Stallion Training Opportunities
Epona’s Stallion Program offers two possibilities:
- Bring your horse to Epona for a minimum of 2 to 3 months where he will be trained in Epona’s innovative approach. At some point during that time, the owner or trainer will travel to Epona to receive lessons in these same handling and socializing techniques. After returning home, if further assistance is needed, an Epona trainer can travel to your place to help with integration.
- Trainers can come and spend time at Epona learning the stallion training methods being pioneered here in a program individually tailored to meet their needs.
News from the Herd
Each month one of the Epona herd members will be featured, along with other resident horses who participate in Epona’s programs.

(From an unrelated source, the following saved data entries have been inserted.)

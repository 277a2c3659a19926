//! In-memory `TrackerStore` double for unit tests of the business logic.

use crate::db::initialize::{DEFAULT_ADMIN_PASSWORD, DEFAULT_EMPLOYEE_ID, DEFAULT_EMPLOYEE_NAME};
use crate::db::store::TrackerStore;
use crate::errors::{AppError, AppResult};
use crate::models::{Delivery, Employee, Expense, LogEntry, NewLogEntry};
use std::sync::Mutex;

#[derive(Default)]
struct Tables {
    employees: Vec<Employee>,
    admin_password: Option<String>,
    logs: Vec<LogEntry>,
    deliveries: Vec<Delivery>,
    expenses: Vec<Expense>,
}

#[derive(Default)]
pub struct MemoryStore {
    tables: Mutex<Tables>,
}

impl MemoryStore {
    /// Same seed as a freshly initialized SQLite store.
    pub fn seeded() -> Self {
        let store = Self::default();
        {
            let mut t = store.tables.lock().unwrap();
            t.employees
                .push(Employee::new(DEFAULT_EMPLOYEE_ID, DEFAULT_EMPLOYEE_NAME));
            t.admin_password = Some(DEFAULT_ADMIN_PASSWORD.to_string());
        }
        store
    }

    fn lock(&self) -> AppResult<std::sync::MutexGuard<'_, Tables>> {
        self.tables
            .lock()
            .map_err(|_| AppError::Internal("memory store poisoned".into()))
    }
}

impl TrackerStore for MemoryStore {
    fn find_employee(&self, name: &str, id: &str) -> AppResult<Option<Employee>> {
        let t = self.lock()?;
        Ok(t.employees
            .iter()
            .find(|e| e.id == id && e.name.to_ascii_lowercase() == name.to_ascii_lowercase())
            .cloned())
    }

    fn list_employees(&self) -> AppResult<Vec<Employee>> {
        Ok(self.lock()?.employees.clone())
    }

    fn add_employee(&self, employee: &Employee) -> AppResult<()> {
        let mut t = self.lock()?;
        if t.employees.iter().any(|e| e.id == employee.id) {
            return Err(AppError::Internal(
                "UNIQUE constraint failed: employees.id".into(),
            ));
        }
        t.employees.push(employee.clone());
        Ok(())
    }

    fn delete_all_employees(&self) -> AppResult<usize> {
        let mut t = self.lock()?;
        let n = t.employees.len();
        t.employees.clear();
        Ok(n)
    }

    fn append_log(&self, entry: &NewLogEntry) -> AppResult<()> {
        let mut t = self.lock()?;
        let log_id = t.logs.len() as i64 + 1;
        t.logs.push(LogEntry {
            log_id,
            employee_name: entry.employee_name.clone(),
            employee_id: entry.employee_id.clone(),
            event_type: entry.event_type,
            timestamp: entry.timestamp.clone(),
        });
        Ok(())
    }

    fn list_logs(&self) -> AppResult<Vec<LogEntry>> {
        let mut logs = self.lock()?.logs.clone();
        logs.sort_by(|a, b| b.timestamp.cmp(&a.timestamp));
        Ok(logs)
    }

    fn admin_password(&self) -> AppResult<Option<String>> {
        Ok(self.lock()?.admin_password.clone())
    }

    fn set_admin_password(&self, password: &str) -> AppResult<()> {
        let mut t = self.lock()?;
        if t.admin_password.is_some() {
            t.admin_password = Some(password.to_string());
        }
        Ok(())
    }

    fn add_delivery(&self, delivery: &Delivery) -> AppResult<()> {
        let mut t = self.lock()?;
        let mut row = delivery.clone();
        row.delivery_id = t.deliveries.len() as i64 + 1;
        t.deliveries.push(row);
        Ok(())
    }

    fn list_deliveries(&self) -> AppResult<Vec<Delivery>> {
        let mut rows = self.lock()?.deliveries.clone();
        rows.sort_by(|a, b| b.date.cmp(&a.date));
        Ok(rows)
    }

    fn add_expense(&self, expense: &Expense) -> AppResult<()> {
        let mut t = self.lock()?;
        let mut row = expense.clone();
        row.expense_id = t.expenses.len() as i64 + 1;
        t.expenses.push(row);
        Ok(())
    }

    fn list_expenses(&self) -> AppResult<Vec<Expense>> {
        let mut rows = self.lock()?.expenses.clone();
        rows.sort_by(|a, b| b.date.cmp(&a.date));
        Ok(rows)
    }
}
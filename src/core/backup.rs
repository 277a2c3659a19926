use crate::errors::{AppError, AppResult};
use crate::ui::messages::success;
use std::fs;
use std::path::{Path, PathBuf};
use zip::ZipWriter;
use zip::write::FileOptions;

pub struct BackupLogic;

impl BackupLogic {
    /// Copy the SQLite file to `dest_file`, or stream it into a zip archive
    /// next to it when `compress` is set.
    ///
    /// Only the returned path is ever written. The live database is never a
    /// valid destination, even with `force`.
    pub fn backup(db_path: &Path, dest_file: &str, compress: bool, force: bool) -> AppResult<PathBuf> {
        let dest = Path::new(dest_file);
        let final_target = if compress {
            dest.with_extension("zip")
        } else {
            dest.to_path_buf()
        };

        // 1️⃣ Check DB exists
        if !db_path.exists() {
            return Err(AppError::StoreMissing(db_path.display().to_string()));
        }

        // 2️⃣ Never write over the store itself
        if is_same_file(db_path, &final_target)? {
            return Err(AppError::Validation(format!(
                "Backup destination is the database itself: {}",
                final_target.display()
            )));
        }

        // 3️⃣ Refuse to clobber an existing backup
        if final_target.exists() && !force {
            return Err(AppError::AlreadyExists(final_target.display().to_string()));
        }

        // 4️⃣ Ensure destination folder exists
        if let Some(parent) = final_target.parent()
            && !parent.as_os_str().is_empty()
        {
            fs::create_dir_all(parent)?;
        }

        // 5️⃣ Plain copy or archive
        if compress {
            let entry_name = dest
                .with_extension("db")
                .file_name()
                .map(|n| n.to_string_lossy().into_owned())
                .unwrap_or_else(|| "tracker.db".to_string());
            compress_backup(db_path, &final_target, &entry_name)?;
        } else {
            fs::copy(db_path, &final_target)?;
            success(format!("Backup created: {}", final_target.display()));
        }

        Ok(final_target)
    }
}

/// True when `target` exists and resolves to the same file as `db_path`.
fn is_same_file(db_path: &Path, target: &Path) -> AppResult<bool> {
    if !target.exists() {
        return Ok(false);
    }
    Ok(fs::canonicalize(db_path)? == fs::canonicalize(target)?)
}

/// Write the database as a single deflated entry of a new .zip archive.
fn compress_backup(db_path: &Path, zip_path: &Path, entry_name: &str) -> AppResult<()> {
    let mut source = fs::File::open(db_path)?;
    let file = fs::File::create(zip_path)?;
    let mut zip = ZipWriter::new(file);

    let options: FileOptions<'_, ()> =
        FileOptions::default().compression_method(zip::CompressionMethod::Deflated);

    zip.start_file(entry_name, options)?;
    std::io::copy(&mut source, &mut zip)?;
    zip.finish()?;

    success(format!("Compressed backup created: {}", zip_path.display()));
    Ok(())
}
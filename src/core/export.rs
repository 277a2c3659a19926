use crate::core::dashboard::DashboardLogic;
use crate::db::TrackerStore;
use crate::errors::AppResult;
use crate::export::{ExportFormat, ExportTable, ensure_writable, export_csv, export_json};
use serde::Serialize;
use std::path::Path;

pub struct ExportLogic;

impl ExportLogic {
    /// Write one dashboard section to `file`, in dashboard order.
    /// Returns the number of rows written.
    pub fn export(
        store: &dyn TrackerStore,
        table: ExportTable,
        format: ExportFormat,
        file: &str,
        force: bool,
    ) -> AppResult<usize> {
        let path = Path::new(file);
        ensure_writable(path, force)?;

        let dashboard = DashboardLogic::load(store)?;

        match table {
            ExportTable::Logs => write_rows(&dashboard.logs, format, path),
            ExportTable::Deliveries => write_rows(&dashboard.deliveries, format, path),
            ExportTable::Expenses => write_rows(&dashboard.expenses, format, path),
            ExportTable::Summary => write_rows(&dashboard.summary.rows(), format, path),
        }
    }
}

fn write_rows<T: Serialize>(rows: &[T], format: ExportFormat, path: &Path) -> AppResult<usize> {
    match format {
        ExportFormat::Csv => export_csv(rows, path)?,
        ExportFormat::Json => export_json(rows, path)?,
    }
    Ok(rows.len())
}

El Dia is a twenty-five year old ranch gelding that Linda acquired in December, 2005. He came from Mexico where he was a working cow horse and has begun his retraining at Epona where he demonstrates excellence in boundary/energy field work. He was taught to ground tie by his former cowboy trainers, which means he was obliged to stand at attention without moving in the presence of humans, who, while not particularly abusive to him, treated him with an all-business, beast of burden orientation. It took him a month of gentle retraining before he would take the initiative to move toward a human being, and another month before he would join up (follow a human off lead).
El Dia had no concept of treats—carrots were foreign objects to him. It took him several weeks to actually try one, and he’s been fond of them ever since. Having worked with men for over two decades, he initially reacted as if women were another perplexing breed completely. At Epona, El Dia has started to come out of his shell, show his true personality and reach out to people, men and women alike, and seems to enjoy the “feminine perspective” on training and relating to horses.
Epona’s black mares, Rasa (who started the whole Epona process with Linda) and Comet are both pregnant by Midnight Merlin. What excitement there will be in August and September, when the new babies arrive!
The Dutch version of Riding Between The Worlds was just published in the Netherlands, joining the French Edition of The Tao Of Equus.